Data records
##########

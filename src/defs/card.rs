//! Card templates - static card data.
//!
//! `CardTemplate` holds the immutable properties of a card type: its four
//! directional attack values, whether it participates in adjacency combat,
//! and the skills it is printed with. Instance-specific data (current stats,
//! remaining skills) lives in `CardInstance`.
//!
//! The serialized shape matches the original definition table: an `items`
//! array of `{ id, name, attributes: { up, down, left, right, canAttack,
//! skills } }`, with `canAttack` stored as 0/1.

use serde::{Deserialize, Deserializer, Serialize, Serializer};
use smallvec::SmallVec;

use super::skill::SkillId;

/// Unique identifier for a card template.
///
/// This identifies the "type" of card, not a specific instance in a room.
#[derive(Clone, Copy, Debug, PartialEq, Eq, Hash, Serialize, Deserialize)]
pub struct CardDefId(pub u32);

impl CardDefId {
    /// Create a new card definition ID.
    #[must_use]
    pub const fn new(id: u32) -> Self {
        Self(id)
    }

    /// Get the raw ID value.
    #[must_use]
    pub const fn raw(self) -> u32 {
        self.0
    }
}

impl std::fmt::Display for CardDefId {
    fn fmt(&self, f: &mut std::fmt::Formatter<'_>) -> std::fmt::Result {
        write!(f, "CardDef({})", self.0)
    }
}

/// Printed attributes of a card type.
#[derive(Clone, Debug, PartialEq, Eq, Serialize, Deserialize)]
#[serde(rename_all = "camelCase")]
pub struct CardAttributes {
    /// Attack value toward the cell above.
    pub up: i32,
    /// Attack value toward the cell below.
    pub down: i32,
    /// Attack value toward the cell to the left.
    pub left: i32,
    /// Attack value toward the cell to the right.
    pub right: i32,
    /// Whether placing this card evaluates adjacency combat.
    #[serde(
        serialize_with = "flag_to_int",
        deserialize_with = "flag_from_int",
        default
    )]
    pub can_attack: bool,
    /// Skill ids printed on the card, in template order.
    #[serde(default)]
    pub skills: SmallVec<[SkillId; 4]>,
}

/// Static card template.
///
/// ## Example
///
/// ```
/// use gridclash::defs::{CardDefId, CardTemplate};
///
/// let scout = CardTemplate::new(CardDefId::new(10001), "Scout")
///     .with_stats(5, 5, 5, 9)
///     .attacking(true);
///
/// assert_eq!(scout.attributes.right, 9);
/// ```
#[derive(Clone, Debug, PartialEq, Eq, Serialize, Deserialize)]
pub struct CardTemplate {
    /// Unique identifier for this template.
    pub id: CardDefId,

    /// Card name (for display/debugging).
    pub name: String,

    /// Printed attributes.
    pub attributes: CardAttributes,
}

impl CardTemplate {
    /// Create a new template with zeroed stats and no skills.
    #[must_use]
    pub fn new(id: CardDefId, name: impl Into<String>) -> Self {
        Self {
            id,
            name: name.into(),
            attributes: CardAttributes {
                up: 0,
                down: 0,
                left: 0,
                right: 0,
                can_attack: true,
                skills: SmallVec::new(),
            },
        }
    }

    /// Set the four directional stats (builder pattern).
    #[must_use]
    pub fn with_stats(mut self, up: i32, down: i32, left: i32, right: i32) -> Self {
        self.attributes.up = up;
        self.attributes.down = down;
        self.attributes.left = left;
        self.attributes.right = right;
        self
    }

    /// Append a printed skill (builder pattern).
    #[must_use]
    pub fn with_skill(mut self, skill: SkillId) -> Self {
        self.attributes.skills.push(skill);
        self
    }

    /// Set the adjacency-combat flag (builder pattern).
    #[must_use]
    pub fn attacking(mut self, can_attack: bool) -> Self {
        self.attributes.can_attack = can_attack;
        self
    }
}

fn flag_to_int<S: Serializer>(flag: &bool, serializer: S) -> Result<S::Ok, S::Error> {
    serializer.serialize_u8(u8::from(*flag))
}

/// Accept either a JSON boolean or the original table's 0/1 integer.
fn flag_from_int<'de, D: Deserializer<'de>>(deserializer: D) -> Result<bool, D::Error> {
    #[derive(Deserialize)]
    #[serde(untagged)]
    enum IntOrBool {
        Int(i64),
        Bool(bool),
    }

    Ok(match IntOrBool::deserialize(deserializer)? {
        IntOrBool::Int(n) => n == 1,
        IntOrBool::Bool(b) => b,
    })
}

#[cfg(test)]
mod tests {
    use super::*;

    #[test]
    fn test_card_def_id() {
        let id = CardDefId::new(10001);
        assert_eq!(id.raw(), 10001);
        assert_eq!(format!("{}", id), "CardDef(10001)");
    }

    #[test]
    fn test_template_builder() {
        let card = CardTemplate::new(CardDefId::new(1), "Test Card")
            .with_stats(1, 2, 3, 4)
            .with_skill(SkillId::new(30001))
            .attacking(false);

        assert_eq!(card.name, "Test Card");
        assert_eq!(card.attributes.up, 1);
        assert_eq!(card.attributes.right, 4);
        assert_eq!(card.attributes.skills.as_slice(), &[SkillId::new(30001)]);
        assert!(!card.attributes.can_attack);
    }

    #[test]
    fn test_can_attack_from_int() {
        let json = r#"{
            "id": 10001,
            "name": "Scout",
            "attributes": { "up": 5, "down": 5, "left": 5, "right": 9, "canAttack": 1 }
        }"#;

        let card: CardTemplate = serde_json::from_str(json).unwrap();
        assert!(card.attributes.can_attack);
        assert!(card.attributes.skills.is_empty());

        let json_off = json.replace("\"canAttack\": 1", "\"canAttack\": 0");
        let card: CardTemplate = serde_json::from_str(&json_off).unwrap();
        assert!(!card.attributes.can_attack);
    }

    #[test]
    fn test_can_attack_roundtrip() {
        let card = CardTemplate::new(CardDefId::new(2), "Wall")
            .with_stats(9, 9, 9, 9)
            .attacking(true);

        let json = serde_json::to_string(&card).unwrap();
        assert!(json.contains("\"canAttack\":1"));

        let back: CardTemplate = serde_json::from_str(&json).unwrap();
        assert_eq!(card, back);
    }
}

##########

> EXERCISE BRIEF:
Take the lines above from the one containing "attack values, whether" down to the one containing "instance in a room.", and transcribe them exactly, both ends included.

> SOLUTION:
//! directional attack values, whether it participates in adjacency combat,
//! and the skills it is printed with. Instance-specific data (current stats,
//! remaining skills) lives in `CardInstance`.
//!
//! The serialized shape matches the original definition table: an `items`
//! array of `{ id, name, attributes: { up, down, left, right, canAttack,
//! skills } }`, with `canAttack` stored as 0/1.

use serde::{Deserialize, Deserializer, Serialize, Serializer};
use smallvec::SmallVec;

use super::skill::SkillId;

/// Unique identifier for a card template.
///
/// This identifies the "type" of card, not a specific instance in a room.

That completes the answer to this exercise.